1.1 一般資料 納入標(biāo)準(zhǔn):(1)年齡≥18歲;(2)影像學(xué)檢查示脛骨遠(yuǎn)端前側(cè)關(guān)節(jié)面劈裂壓縮者,伴或不伴距骨向前半脫位。排除標(biāo)準(zhǔn):(1)傷前存在踝關(guān)節(jié)疾病或既往踝關(guān)節(jié)創(chuàng)傷史;(2)影像學(xué)檢查為前踝撕脫性骨折或單純前側(cè)關(guān)節(jié)面劈裂;(3)合并后方關(guān)節(jié)面骨折或后踝骨折者;(4)影像學(xué)資料不全者。
本研究共納入前Pilon骨折18例,男12例,女6例;年齡22~74歲,平均(46.4±13.2)歲;左側(cè)10例,右側(cè)8例。致傷原因:高處墜落傷8例,交通事故傷6例,下樓梯摔傷4例。均為閉合性骨折。按照AO/OTA分型[2],43B2型11例,43B3型7例;按照Rammelt分型[7]均為Ⅲ型。合并外踝骨折1例,按照Danis-Weber分類(lèi)[8]為B型;合并內(nèi)踝骨折8例,其中骨折線(xiàn)呈斜形3例,縱形5例。1例合并同側(cè)橈骨遠(yuǎn)端骨折,1例合并對(duì)側(cè)橈骨遠(yuǎn)端骨折和對(duì)側(cè)髕骨骨折,1例合并對(duì)側(cè)橈骨遠(yuǎn)端骨折和同側(cè)跟骨結(jié)節(jié)內(nèi)側(cè)突骨折。

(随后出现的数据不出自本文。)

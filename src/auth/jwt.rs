use std::time::Duration;

use axum::extract::FromRef;
use jsonwebtoken::{decode, encode, DecodingKey, EncodingKey, Header, Validation};
use time::{Duration as TimeDuration, OffsetDateTime};
use tracing::debug;

use crate::{
    auth::{
        claims::{Claims, TokenKind},
        dto::JwtKeys,
    },
    config::JwtConfig,
    state::AppState,
};

impl From<&JwtConfig> for JwtKeys {
    fn from(cfg: &JwtConfig) -> Self {
        Self {
            encoding: EncodingKey::from_secret(cfg.secret.as_bytes()),
            decoding: DecodingKey::from_secret(cfg.secret.as_bytes()),
            issuer: cfg.issuer.clone(),
            audience: cfg.audience.clone(),
            access_ttl: Duration::from_secs((cfg.ttl_minutes as u64) * 60),
            refresh_ttl: Duration::from_secs((cfg.refresh_ttl_minutes as u64) * 60),
        }
    }
}

impl FromRef<AppState> for JwtKeys {
    fn from_ref(state: &AppState) -> Self {
        JwtKeys::from(&state.config.jwt)
    }
}

impl JwtKeys {
    fn sign_with_kind(&self, user_id: i64, kind: TokenKind) -> anyhow::Result<String> {
        let now = OffsetDateTime::now_utc();
        let ttl = match kind {
            TokenKind::Access => self.access_ttl,
            TokenKind::Refresh => self.refresh_ttl,
        };
        let exp = now + TimeDuration::seconds(ttl.as_secs() as i64);
        let claims = Claims {
            sub: user_id,
            iat: now.unix_timestamp() as usize,
            exp: exp.unix_timestamp() as usize,
            iss: self.issuer.clone(),
            aud: self.audience.clone(),
            kind,
        };
        let token = encode(&Header::default(), &claims, &self.encoding)?;
        debug!(user_id, kind = ?kind, "jwt signed");
        Ok(token)
    }

    pub fn sign_access(&self, user_id: i64) -> anyhow::Result<String> {
        self.sign_with_kind(user_id, TokenKind::Access)
    }
    pub fn sign_refresh(&self, user_id: i64) -> anyhow::Result<String> {
        self.sign_with_kind(user_id, TokenKind::Refresh)
    }

    pub fn verify(&self, token: &str) -> anyhow::Result<Claims> {
        let mut validation = Validation::default();
        validation.set_audience(std::slice::from_ref(&self.audience));
        validation.set_issuer(std::slice::from_ref(&self.issuer));
        let data = decode::<Claims>(token, &self.decoding, &validation)?;
        debug!(user_id = data.claims.sub, kind = ?data.claims.kind, "jwt verified");
        Ok(data.claims)
    }

    pub fn verify_refresh(&self, token: &str) -> anyhow::Result<Claims> {
        let claims = self.verify(token)?;
        if claims.kind != TokenKind::Refresh {
            anyhow::bail!("not a refresh token");
        }
        Ok(claims)
    }
}

#[cfg(test)]
mod tests {
    use super::*;

    fn make_keys(secret: &str, issuer: &str, audience: &str) -> JwtKeys {
        JwtKeys::from(&JwtConfig {
            secret: secret.into(),
            issuer: issuer.into(),
            audience: audience.into(),
            ttl_minutes: 5,
            refresh_ttl_minutes: 60,
        })
    }

    #[test]
    fn sign_and_verify_access_token() {
        let keys = make_keys("dev-secret", "test-issuer", "test-aud");
        let token = keys.sign_access(42).expect("sign access");
        let claims = keys.verify(&token).expect("verify token");
        assert_eq!(claims.sub, 42);
        assert_eq!(claims.iss, "test-issuer");
        assert_eq!(claims.aud, "test-aud");
        assert_eq!(claims.kind, TokenKind::Access);
    }

    #[test]
    fn sign_and_verify_refresh_token_and_verify_refresh() {
        let keys = make_keys("dev-secret", "iss", "aud");
        let token = keys.sign_refresh(7).expect("sign refresh");
        let claims = keys.verify_refresh(&token).expect("verify refresh");
        assert_eq!(claims.sub, 7);
        assert_eq!(claims.kind, TokenKind::Refresh);
    }

    #[test]
    fn verify_refresh_rejects_access_token() {
        let keys = make_keys("dev-secret", "iss", "aud");
        let token = keys.sign_access(1).expect("sign access");
        let err = keys.verify_refresh(&token).unwrap_err();
        assert!(err.to_string().contains("not a refresh token"));
    }

    #[test]
    fn verify_rejects_wrong_issuer_or_audience() {
        let good_keys = make_keys("same-secret", "good-iss", "good-aud");
        let bad_keys = make_keys("same-secret", "bad-iss", "bad-aud");
        let token = good_keys.sign_access(1).expect("sign access");
        assert!(bad_keys.verify(&token).is_err());
    }
}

1.2 術(shù)前準(zhǔn)備 入院后對(duì)于有距骨向前半脫位者行患肢跟骨結(jié)節(jié)骨牽引,無(wú)明顯脫位者予以石膏托固定。常規(guī)抬高患肢、局部冷敷、消腫、鎮(zhèn)痛、抗凝等對(duì)癥治療。所有患者均攝踝關(guān)節(jié)正側(cè)位X線(xiàn)片和CT平掃+三維重建檢查明確骨折部位、關(guān)節(jié)面壓縮和移位情況。待局部腫脹明顯消退,皮膚出現(xiàn)皺褶后行手術(shù)治療,受傷至手術(shù)時(shí)間為2~10 d,平均(5.6±2.0) d。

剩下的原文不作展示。